INFORMATION SHOWN:
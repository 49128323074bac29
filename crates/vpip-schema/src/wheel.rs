//! Wheel filename grammar with variant tags.
//!
//! A variant wheel carries its tag as `~{8 lowercase hex}` right after the
//! version (or the optional build number), before the compatibility tags:
//!
//! ```text
//! {name}-{version}[-{build}][~{variant}]-{python}-{abi}-{platform}.whl
//! ```

use regex::Regex;
use std::sync::LazyLock;

use crate::hash::VariantHash;

static WHEEL_FILENAME: LazyLock<Regex> = LazyLock::new(|| {
    Regex::new(
        r"(?x)
        ^(?P<name>[^\s-]+?)-(?P<ver>[^\s-]*?)
        (-(?P<build>\d[^-]*?))?
        (~(?P<variant>[0-9a-f]{8}))?
        -(?P<pyver>[^\s-]+?)-(?P<abi>[^\s-]+?)-(?P<plat>[^\s-]+?)
        \.whl$",
    )
    .expect("wheel filename pattern is valid")
});

/// Error raised when a filename is not shaped like a wheel.
#[derive(thiserror::Error, Debug, Clone, PartialEq, Eq)]
pub enum WheelNameError {
    /// The filename does not follow the wheel naming convention.
    #[error("{filename} is not a valid wheel filename")]
    NotAWheelFilename {
        /// The rejected filename.
        filename: String,
    },
}

/// Extract the variant tag from a wheel filename.
///
/// Returns `Ok(None)` for an ordinary wheel without a tag.
///
/// # Errors
///
/// Returns [`WheelNameError::NotAWheelFilename`] when `filename` does not
/// match any valid wheel-naming shape.
pub fn variant_hash_from_wheel(filename: &str) -> Result<Option<VariantHash>, WheelNameError> {
    let caps = WHEEL_FILENAME
        .captures(filename)
        .ok_or_else(|| WheelNameError::NotAWheelFilename {
            filename: filename.to_string(),
        })?;

    Ok(caps
        .name("variant")
        .and_then(|m| VariantHash::new(m.as_str()).ok()))
}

YOUR TASK:
Exactly as written, repeat each line from the beginning of the data above to the line containing "use crate::hash::VariantHash;", inclusive.

EXPECTED OUTPUT:
repository 49128323074bac29
filename crates/vpip-schema/src/wheel.rs
//! Wheel filename grammar with variant tags.
//!
//! A variant wheel carries its tag as `~{8 lowercase hex}` right after the
//! version (or the optional build number), before the compatibility tags:
//!
//! ```text
//! {name}-{version}[-{build}][~{variant}]-{python}-{abi}-{platform}.whl
//! ```

use regex::Regex;
use std::sync::LazyLock;

use crate::hash::VariantHash;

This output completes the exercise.